● **Problem to work on**
From the first line to the last, reproduce the material exactly.
*** Opening Source information ***
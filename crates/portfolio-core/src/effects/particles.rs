//! Decorative particle field.
//!
//! Each particle gets a start position inside the viewport box, an upward
//! drift, a loop duration and a start delay. Values are drawn once when the
//! field is generated and never change afterwards; the same seed always
//! yields the same field.

use std::ops::Range;

use rand::rngs::StdRng;
use rand::{Rng, SeedableRng};
use serde::{Deserialize, Serialize};

/// Vertical travel per loop in px (negative is up)
pub const DRIFT_RANGE: Range<f32> = -300.0..-100.0;
/// Loop length in seconds
pub const DURATION_RANGE: Range<f32> = 3.0..7.0;
/// Delay before the first loop in seconds
pub const DELAY_RANGE: Range<f32> = 0.0..3.0;

/// Box particles are scattered across
#[derive(Debug, Clone, Copy, PartialEq, Serialize, Deserialize)]
pub struct Viewport {
    pub width: f32,
    pub height: f32,
}

impl Default for Viewport {
    fn default() -> Self {
        Self {
            width: 1200.0,
            height: 800.0,
        }
    }
}

#[derive(Debug, Clone, Copy, PartialEq, Serialize, Deserialize)]
pub struct Particle {
    pub x: f32,
    pub y: f32,
    pub drift: f32,
    pub duration: f32,
    pub delay: f32,
}

#[derive(Debug, Clone, PartialEq, Serialize, Deserialize)]
pub struct ParticleField {
    seed: u64,
    viewport: Viewport,
    particles: Vec<Particle>,
}

impl ParticleField {
    /// Generate `count` particles; a random seed is picked when `seed` is `None`
    pub fn generate(count: usize, viewport: Viewport, seed: Option<u64>) -> Self {
        let seed = seed.unwrap_or_else(|| rand::rng().random());
        let mut rng = StdRng::seed_from_u64(seed);

        let particles = (0..count)
            .map(|_| Particle {
                x: sample(&mut rng, 0.0..viewport.width),
                y: sample(&mut rng, 0.0..viewport.height),
                drift: rng.random_range(DRIFT_RANGE),
                duration: rng.random_range(DURATION_RANGE),
                delay: rng.random_range(DELAY_RANGE),
            })
            .collect();

        tracing::trace!(count, seed, "Generated particle field");
        Self {
            seed,
            viewport,
            particles,
        }
    }

    pub fn seed(&self) -> u64 {
        self.seed
    }

    pub fn viewport(&self) -> Viewport {
        self.viewport
    }

    pub fn particles(&self) -> &[Particle] {
        &self.particles
    }

    pub fn len(&self) -> usize {
        self.particles.len()
    }

    pub fn is_empty(&self) -> bool {
        self.particles.is_empty()
    }
}

/// `random_range` panics on an empty range; a zero-sized viewport pins to 0
fn sample(rng: &mut StdRng, range: Range<f32>) -> f32 {
    if range.is_empty() {
        range.start
    } else {
        rng.random_range(range)
    }
}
*** Closing Source information ***
● **Completed task**
filename crates/portfolio-core/src/effects/particles.rs
//! Decorative particle field.
//!
//! Each particle gets a start position inside the viewport box, an upward
//! drift, a loop duration and a start delay. Values are drawn once when the
//! field is generated and never change afterwards; the same seed always
//! yields the same field.

use std::ops::Range;

use rand::rngs::StdRng;
use rand::{Rng, SeedableRng};
use serde::{Deserialize, Serialize};

/// Vertical travel per loop in px (negative is up)
pub const DRIFT_RANGE: Range<f32> = -300.0..-100.0;
/// Loop length in seconds
pub const DURATION_RANGE: Range<f32> = 3.0..7.0;
/// Delay before the first loop in seconds
pub const DELAY_RANGE: Range<f32> = 0.0..3.0;

/// Box particles are scattered across
#[derive(Debug, Clone, Copy, PartialEq, Serialize, Deserialize)]
pub struct Viewport {
    pub width: f32,
    pub height: f32,
}

impl Default for Viewport {
    fn default() -> Self {
        Self {
            width: 1200.0,
            height: 800.0,
        }
    }
}

#[derive(Debug, Clone, Copy, PartialEq, Serialize, Deserialize)]
pub struct Particle {
    pub x: f32,
    pub y: f32,
    pub drift: f32,
    pub duration: f32,
    pub delay: f32,
}

#[derive(Debug, Clone, PartialEq, Serialize, Deserialize)]
pub struct ParticleField {
    seed: u64,
    viewport: Viewport,
    particles: Vec<Particle>,
}

impl ParticleField {
    /// Generate `count` particles; a random seed is picked when `seed` is `None`
    pub fn generate(count: usize, viewport: Viewport, seed: Option<u64>) -> Self {
        let seed = seed.unwrap_or_else(|| rand::rng().random());
        let mut rng = StdRng::seed_from_u64(seed);

        let particles = (0..count)
            .map(|_| Particle {
                x: sample(&mut rng, 0.0..viewport.width),
                y: sample(&mut rng, 0.0..viewport.height),
                drift: rng.random_range(DRIFT_RANGE),
                duration: rng.random_range(DURATION_RANGE),
                delay: rng.random_range(DELAY_RANGE),
            })
            .collect();

        tracing::trace!(count, seed, "Generated particle field");
        Self {
            seed,
            viewport,
            particles,
        }
    }

    pub fn seed(&self) -> u64 {
        self.seed
    }

    pub fn viewport(&self) -> Viewport {
        self.viewport
    }

    pub fn particles(&self) -> &[Particle] {
        &self.particles
    }

    pub fn len(&self) -> usize {
        self.particles.len()
    }

    pub fn is_empty(&self) -> bool {
        self.particles.is_empty()
    }
}

/// `random_range` panics on an empty range; a zero-sized viewport pins to 0
fn sample(rng: &mut StdRng, range: Range<f32>) -> f32 {
    if range.is_empty() {
        range.start
    } else {
        rng.random_range(range)
    }
}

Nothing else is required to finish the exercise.